» What you have to do: Your response should be the listing below, repeated exactly and in full.

» Provided records:
use crate::components::layout::Layout;
use leptos::*;

#[component]
pub fn LeaveFrame(children: Children) -> impl IntoView {
    view! { <Layout>{children()}</Layout> }
}

#[component]
pub fn SectionHeading(
    #[prop(into)] title: String,
    #[prop(optional, into)] subtitle: Option<String>,
) -> impl IntoView {
    view! {
        <div>
            <h3 class="text-base font-semibold text-fg">{title}</h3>
            {subtitle.map(|text| view! { <p class="text-sm text-fg-muted">{text}</p> })}
        </div>
    }
}
use anyhow::{Context, Result};
use mabench_lib::{
    agent::{AgentPolicy, GroundTruthAgent, ScriptedUser, UserPolicy},
    airline::{self, AirlineDb},
    benchmark,
    task_env::Environment,
};
use mabench_types::{SolveResult, Task};
use std::{path::Path, sync::Arc};
use tokio::{sync::Semaphore, task::JoinSet};
use tokio_util::sync::CancellationToken;
use tracing::{debug, info, instrument, warn};

pub mod config;
pub mod renderer;
pub mod solve;

pub use config::RunConfig;
pub use solve::{solve, SolveOptions};

/// The agent and user policies driving one run.
pub type Policies = (Box<dyn AgentPolicy>, Box<dyn UserPolicy>);

/// Creates fresh policies for every run of a sweep.
pub trait PolicyFactory: Send + Sync {
    fn policies(&self, task: &Task) -> Policies;
}

impl<F> PolicyFactory for F
where
    F: Fn(&Task) -> Policies + Send + Sync,
{
    fn policies(&self, task: &Task) -> Policies {
        self(task)
    }
}

/// Ground-truth replay against a user who only states the instruction.
#[derive(Debug, Clone, Copy, Default)]
pub struct GroundTruthPolicies;

impl PolicyFactory for GroundTruthPolicies {
    fn policies(&self, task: &Task) -> Policies {
        (
            Box::new(GroundTruthAgent::new(task)),
            Box::new(ScriptedUser::default()),
        )
    }
}

/// Loads every task found at `path` and runs them.
pub async fn run_benchmarks(
    path: &Path,
    factory: Arc<dyn PolicyFactory>,
    config: &RunConfig,
    cancel: CancellationToken,
) -> Result<Vec<SolveResult>> {
    let tasks = benchmark::load_tasks(path)
        .with_context(|| format!("Failed to load tasks from {}", path.display()))?;
    if tasks.is_empty() {
        return Ok(vec![]);
    }
    run_tasks(tasks, factory, config, cancel).await
}

/// Runs `tasks` concurrently, each in its own environment, and returns one
/// result per task in input order.
///
/// Cancelling `cancel`, or reaching the sweep timeout, ends the runs still in
/// flight as `cancelled`; they are reported rather than dropped.
#[instrument(skip_all, fields(tasks = tasks.len(), concurrency = config.concurrency))]
pub async fn run_tasks(
    tasks: Vec<Task>,
    factory: Arc<dyn PolicyFactory>,
    config: &RunConfig,
    cancel: CancellationToken,
) -> Result<Vec<SolveResult>> {
    config.validate()?;
    let registry = Arc::new(airline::registry().context("Failed to build the airline registry")?);

    let sweep_cancel = cancel.child_token();
    // Raced against the runs in the join loop below.
    let deadline = tokio::time::sleep(config.sweep_timeout.unwrap_or_default());
    tokio::pin!(deadline);
    let mut deadline_armed = config.sweep_timeout.is_some();

    let semaphore = Arc::new(Semaphore::new(config.concurrency));
    let mut set = JoinSet::new();
    let total = tasks.len();

    for (index, task) in tasks.into_iter().enumerate() {
        let (mut agent, mut user) = factory.policies(&task);
        let env = Environment::new(
            airline::DOMAIN,
            AirlineDb::default(),
            registry.clone(),
            config.max_turns,
        );
        let options = SolveOptions {
            max_turns: config.max_turns,
            call_timeout: config.call_timeout,
            cancel: sweep_cancel.clone(),
        };
        let semaphore = semaphore.clone();

        set.spawn(async move {
            // A cancelled sweep skips the queue; the run then ends as cancelled.
            let _permit = tokio::select! {
                biased;
                _ = options.cancel.cancelled() => None,
                permit = semaphore.acquire_owned() => permit.ok(),
            };
            debug!(task_id = %task.id, index, "Starting run");
            let result = solve(env, &task, agent.as_mut(), user.as_mut(), &options).await;
            (index, result)
        });
    }

    let mut results = Vec::with_capacity(total);
    loop {
        tokio::select! {
            joined = set.join_next() => {
                let Some(joined) = joined else { break };
                let (index, result) = joined.context("Run task panicked")?;
                info!(
                    task_id = %result.task_id,
                    reward = result.reward.reward,
                    termination = %result.termination(),
                    "Task completed"
                );
                results.push((index, result));
            }
            () = &mut deadline, if deadline_armed => {
                deadline_armed = false;
                warn!(timeout = ?config.sweep_timeout, "Sweep deadline reached, cancelling remaining runs");
                sweep_cancel.cancel();
            }
        }
    }

    results.sort_by_key(|(index, _)| *index);
    Ok(results.into_iter().map(|(_, result)| result).collect())
}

» Solution for this exercise:
use crate::components::layout::Layout;
use leptos::*;

#[component]
pub fn LeaveFrame(children: Children) -> impl IntoView {
    view! { <Layout>{children()}</Layout> }
}

#[component]
pub fn SectionHeading(
    #[prop(into)] title: String,
    #[prop(optional, into)] subtitle: Option<String>,
) -> impl IntoView {
    view! {
        <div>
            <h3 class="text-base font-semibold text-fg">{title}</h3>
            {subtitle.map(|text| view! { <p class="text-sm text-fg-muted">{text}</p> })}
        </div>
    }
}
use anyhow::{Context, Result};
use mabench_lib::{
    agent::{AgentPolicy, GroundTruthAgent, ScriptedUser, UserPolicy},
    airline::{self, AirlineDb},
    benchmark,
    task_env::Environment,
};
use mabench_types::{SolveResult, Task};
use std::{path::Path, sync::Arc};
use tokio::{sync::Semaphore, task::JoinSet};
use tokio_util::sync::CancellationToken;
use tracing::{debug, info, instrument, warn};

pub mod config;
pub mod renderer;
pub mod solve;

pub use config::RunConfig;
pub use solve::{solve, SolveOptions};

/// The agent and user policies driving one run.
pub type Policies = (Box<dyn AgentPolicy>, Box<dyn UserPolicy>);

/// Creates fresh policies for every run of a sweep.
pub trait PolicyFactory: Send + Sync {
    fn policies(&self, task: &Task) -> Policies;
}

impl<F> PolicyFactory for F
where
    F: Fn(&Task) -> Policies + Send + Sync,
{
    fn policies(&self, task: &Task) -> Policies {
        self(task)
    }
}

/// Ground-truth replay against a user who only states the instruction.
#[derive(Debug, Clone, Copy, Default)]
pub struct GroundTruthPolicies;

impl PolicyFactory for GroundTruthPolicies {
    fn policies(&self, task: &Task) -> Policies {
        (
            Box::new(GroundTruthAgent::new(task)),
            Box::new(ScriptedUser::default()),
        )
    }
}

/// Loads every task found at `path` and runs them.
pub async fn run_benchmarks(
    path: &Path,
    factory: Arc<dyn PolicyFactory>,
    config: &RunConfig,
    cancel: CancellationToken,
) -> Result<Vec<SolveResult>> {
    let tasks = benchmark::load_tasks(path)
        .with_context(|| format!("Failed to load tasks from {}", path.display()))?;
    if tasks.is_empty() {
        return Ok(vec![]);
    }
    run_tasks(tasks, factory, config, cancel).await
}

/// Runs `tasks` concurrently, each in its own environment, and returns one
/// result per task in input order.
///
/// Cancelling `cancel`, or reaching the sweep timeout, ends the runs still in
/// flight as `cancelled`; they are reported rather than dropped.
#[instrument(skip_all, fields(tasks = tasks.len(), concurrency = config.concurrency))]
pub async fn run_tasks(
    tasks: Vec<Task>,
    factory: Arc<dyn PolicyFactory>,
    config: &RunConfig,
    cancel: CancellationToken,
) -> Result<Vec<SolveResult>> {
    config.validate()?;
    let registry = Arc::new(airline::registry().context("Failed to build the airline registry")?);

    let sweep_cancel = cancel.child_token();
    // Raced against the runs in the join loop below.
    let deadline = tokio::time::sleep(config.sweep_timeout.unwrap_or_default());
    tokio::pin!(deadline);
    let mut deadline_armed = config.sweep_timeout.is_some();

    let semaphore = Arc::new(Semaphore::new(config.concurrency));
    let mut set = JoinSet::new();
    let total = tasks.len();

    for (index, task) in tasks.into_iter().enumerate() {
        let (mut agent, mut user) = factory.policies(&task);
        let env = Environment::new(
            airline::DOMAIN,
            AirlineDb::default(),
            registry.clone(),
            config.max_turns,
        );
        let options = SolveOptions {
            max_turns: config.max_turns,
            call_timeout: config.call_timeout,
            cancel: sweep_cancel.clone(),
        };
        let semaphore = semaphore.clone();

        set.spawn(async move {
            // A cancelled sweep skips the queue; the run then ends as cancelled.
            let _permit = tokio::select! {
                biased;
                _ = options.cancel.cancelled() => None,
                permit = semaphore.acquire_owned() => permit.ok(),
            };
            debug!(task_id = %task.id, index, "Starting run");
            let result = solve(env, &task, agent.as_mut(), user.as_mut(), &options).await;
            (index, result)
        });
    }

    let mut results = Vec::with_capacity(total);
    loop {
        tokio::select! {
            joined = set.join_next() => {
                let Some(joined) = joined else { break };
                let (index, result) = joined.context("Run task panicked")?;
                info!(
                    task_id = %result.task_id,
                    reward = result.reward.reward,
                    termination = %result.termination(),
                    "Task completed"
                );
                results.push((index, result));
            }
            () = &mut deadline, if deadline_armed => {
                deadline_armed = false;
                warn!(timeout = ?config.sweep_timeout, "Sweep deadline reached, cancelling remaining runs");
                sweep_cancel.cancel();
            }
        }
    }

    results.sort_by_key(|(index, _)| *index);
    Ok(results.into_iter().map(|(_, result)| result).collect())
}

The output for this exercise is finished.